Once the line with "fn into_result(self) ->" is found in the entries below, print it and each following line exactly, stopping after the line with "WHERE id = ?3"; print nothing else.

BEGIN Data shown

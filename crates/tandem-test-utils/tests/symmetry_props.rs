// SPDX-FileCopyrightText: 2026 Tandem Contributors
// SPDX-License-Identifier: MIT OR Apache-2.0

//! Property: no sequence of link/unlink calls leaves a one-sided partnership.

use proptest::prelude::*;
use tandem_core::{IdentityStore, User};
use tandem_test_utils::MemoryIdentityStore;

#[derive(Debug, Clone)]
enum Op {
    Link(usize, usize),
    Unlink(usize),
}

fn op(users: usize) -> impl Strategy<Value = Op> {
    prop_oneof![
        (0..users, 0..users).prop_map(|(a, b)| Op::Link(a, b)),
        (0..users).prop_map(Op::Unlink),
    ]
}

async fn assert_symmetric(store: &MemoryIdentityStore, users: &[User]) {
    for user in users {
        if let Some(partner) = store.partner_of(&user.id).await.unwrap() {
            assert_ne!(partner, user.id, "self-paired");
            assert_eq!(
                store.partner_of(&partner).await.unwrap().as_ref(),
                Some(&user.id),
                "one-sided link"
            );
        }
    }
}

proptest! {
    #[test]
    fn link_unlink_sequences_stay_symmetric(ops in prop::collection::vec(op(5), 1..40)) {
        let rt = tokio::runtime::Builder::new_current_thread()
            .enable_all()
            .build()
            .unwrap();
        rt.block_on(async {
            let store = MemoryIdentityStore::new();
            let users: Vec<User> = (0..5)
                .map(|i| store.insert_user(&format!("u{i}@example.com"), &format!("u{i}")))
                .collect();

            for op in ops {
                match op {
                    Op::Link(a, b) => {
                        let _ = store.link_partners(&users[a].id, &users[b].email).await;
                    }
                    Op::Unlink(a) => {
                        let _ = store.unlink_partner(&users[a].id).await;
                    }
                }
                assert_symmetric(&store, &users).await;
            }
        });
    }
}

END Data shown
BEGIN Data shown

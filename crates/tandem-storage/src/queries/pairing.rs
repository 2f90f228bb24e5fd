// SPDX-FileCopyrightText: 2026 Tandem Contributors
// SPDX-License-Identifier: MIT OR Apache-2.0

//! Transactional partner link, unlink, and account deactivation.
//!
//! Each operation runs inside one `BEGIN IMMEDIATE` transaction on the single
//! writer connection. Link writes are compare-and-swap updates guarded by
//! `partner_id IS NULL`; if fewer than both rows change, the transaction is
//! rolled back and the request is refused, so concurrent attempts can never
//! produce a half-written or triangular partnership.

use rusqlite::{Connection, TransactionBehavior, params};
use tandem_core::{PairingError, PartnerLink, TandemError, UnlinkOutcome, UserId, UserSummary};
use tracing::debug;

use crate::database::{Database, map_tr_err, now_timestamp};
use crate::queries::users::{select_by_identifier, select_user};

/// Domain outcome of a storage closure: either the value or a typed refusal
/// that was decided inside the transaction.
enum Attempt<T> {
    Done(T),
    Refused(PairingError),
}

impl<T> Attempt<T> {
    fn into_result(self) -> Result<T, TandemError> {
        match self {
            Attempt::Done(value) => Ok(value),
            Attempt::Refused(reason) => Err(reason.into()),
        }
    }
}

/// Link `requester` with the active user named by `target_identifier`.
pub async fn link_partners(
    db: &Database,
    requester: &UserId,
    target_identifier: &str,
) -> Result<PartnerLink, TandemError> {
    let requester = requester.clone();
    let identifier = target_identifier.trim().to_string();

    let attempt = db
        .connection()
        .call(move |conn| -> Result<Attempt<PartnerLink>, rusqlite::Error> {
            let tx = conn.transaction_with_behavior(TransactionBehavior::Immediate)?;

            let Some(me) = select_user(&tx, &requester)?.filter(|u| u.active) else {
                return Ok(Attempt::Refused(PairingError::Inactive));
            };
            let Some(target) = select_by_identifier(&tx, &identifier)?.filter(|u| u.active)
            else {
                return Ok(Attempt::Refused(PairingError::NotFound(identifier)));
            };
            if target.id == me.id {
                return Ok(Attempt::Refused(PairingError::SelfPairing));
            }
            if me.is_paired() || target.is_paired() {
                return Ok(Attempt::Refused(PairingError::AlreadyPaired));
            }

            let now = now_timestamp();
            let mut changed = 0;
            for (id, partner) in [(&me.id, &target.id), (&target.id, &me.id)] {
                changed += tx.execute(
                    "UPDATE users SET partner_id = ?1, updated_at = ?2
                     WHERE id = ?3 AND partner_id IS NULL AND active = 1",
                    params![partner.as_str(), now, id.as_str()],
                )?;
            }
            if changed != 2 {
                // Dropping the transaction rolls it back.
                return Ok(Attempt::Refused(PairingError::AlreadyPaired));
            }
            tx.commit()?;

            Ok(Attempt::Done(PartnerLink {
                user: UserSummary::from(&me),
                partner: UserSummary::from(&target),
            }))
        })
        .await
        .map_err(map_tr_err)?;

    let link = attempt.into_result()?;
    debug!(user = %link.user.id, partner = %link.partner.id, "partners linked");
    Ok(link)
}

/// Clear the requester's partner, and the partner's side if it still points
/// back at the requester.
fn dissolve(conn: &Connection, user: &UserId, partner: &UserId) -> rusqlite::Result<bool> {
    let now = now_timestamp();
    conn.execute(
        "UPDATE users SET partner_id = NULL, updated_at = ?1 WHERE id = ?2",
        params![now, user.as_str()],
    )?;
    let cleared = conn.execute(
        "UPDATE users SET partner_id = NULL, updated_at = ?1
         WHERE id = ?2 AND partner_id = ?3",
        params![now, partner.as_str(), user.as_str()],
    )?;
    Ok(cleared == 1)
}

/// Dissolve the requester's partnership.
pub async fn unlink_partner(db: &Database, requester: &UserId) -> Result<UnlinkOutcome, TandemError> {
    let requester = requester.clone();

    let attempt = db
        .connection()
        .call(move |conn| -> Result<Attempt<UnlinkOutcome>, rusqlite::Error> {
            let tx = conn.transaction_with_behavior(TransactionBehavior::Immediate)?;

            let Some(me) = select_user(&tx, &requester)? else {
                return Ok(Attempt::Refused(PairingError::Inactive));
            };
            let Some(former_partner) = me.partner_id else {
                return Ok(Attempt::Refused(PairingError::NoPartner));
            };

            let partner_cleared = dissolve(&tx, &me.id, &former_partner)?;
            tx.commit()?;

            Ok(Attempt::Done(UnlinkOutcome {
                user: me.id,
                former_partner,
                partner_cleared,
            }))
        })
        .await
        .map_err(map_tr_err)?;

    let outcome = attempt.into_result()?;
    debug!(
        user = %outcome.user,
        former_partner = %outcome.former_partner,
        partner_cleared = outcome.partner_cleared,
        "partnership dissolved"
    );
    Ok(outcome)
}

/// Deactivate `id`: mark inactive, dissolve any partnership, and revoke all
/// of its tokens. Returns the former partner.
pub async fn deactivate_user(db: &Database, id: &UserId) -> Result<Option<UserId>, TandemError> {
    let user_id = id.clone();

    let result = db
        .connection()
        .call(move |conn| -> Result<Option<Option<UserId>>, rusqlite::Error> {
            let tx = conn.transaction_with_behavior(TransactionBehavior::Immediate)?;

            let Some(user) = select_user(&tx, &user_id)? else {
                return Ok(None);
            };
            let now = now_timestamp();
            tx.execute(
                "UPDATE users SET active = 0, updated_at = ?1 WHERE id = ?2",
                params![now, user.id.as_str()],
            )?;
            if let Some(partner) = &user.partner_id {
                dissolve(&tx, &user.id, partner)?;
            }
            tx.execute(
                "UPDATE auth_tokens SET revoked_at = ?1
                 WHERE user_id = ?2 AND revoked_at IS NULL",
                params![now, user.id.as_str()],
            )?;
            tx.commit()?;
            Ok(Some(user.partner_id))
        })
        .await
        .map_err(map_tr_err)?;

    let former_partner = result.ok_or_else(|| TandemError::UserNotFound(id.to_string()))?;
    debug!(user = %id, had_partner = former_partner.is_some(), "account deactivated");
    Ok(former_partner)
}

END Data shown

Problem solution:
    fn into_result(self) -> Result<T, TandemError> {
        match self {
            Attempt::Done(value) => Ok(value),
            Attempt::Refused(reason) => Err(reason.into()),
        }
    }
}

/// Link `requester` with the active user named by `target_identifier`.
pub async fn link_partners(
    db: &Database,
    requester: &UserId,
    target_identifier: &str,
) -> Result<PartnerLink, TandemError> {
    let requester = requester.clone();
    let identifier = target_identifier.trim().to_string();

    let attempt = db
        .connection()
        .call(move |conn| -> Result<Attempt<PartnerLink>, rusqlite::Error> {
            let tx = conn.transaction_with_behavior(TransactionBehavior::Immediate)?;

            let Some(me) = select_user(&tx, &requester)?.filter(|u| u.active) else {
                return Ok(Attempt::Refused(PairingError::Inactive));
            };
            let Some(target) = select_by_identifier(&tx, &identifier)?.filter(|u| u.active)
            else {
                return Ok(Attempt::Refused(PairingError::NotFound(identifier)));
            };
            if target.id == me.id {
                return Ok(Attempt::Refused(PairingError::SelfPairing));
            }
            if me.is_paired() || target.is_paired() {
                return Ok(Attempt::Refused(PairingError::AlreadyPaired));
            }

            let now = now_timestamp();
            let mut changed = 0;
            for (id, partner) in [(&me.id, &target.id), (&target.id, &me.id)] {
                changed += tx.execute(
                    "UPDATE users SET partner_id = ?1, updated_at = ?2
                     WHERE id = ?3 AND partner_id IS NULL AND active = 1",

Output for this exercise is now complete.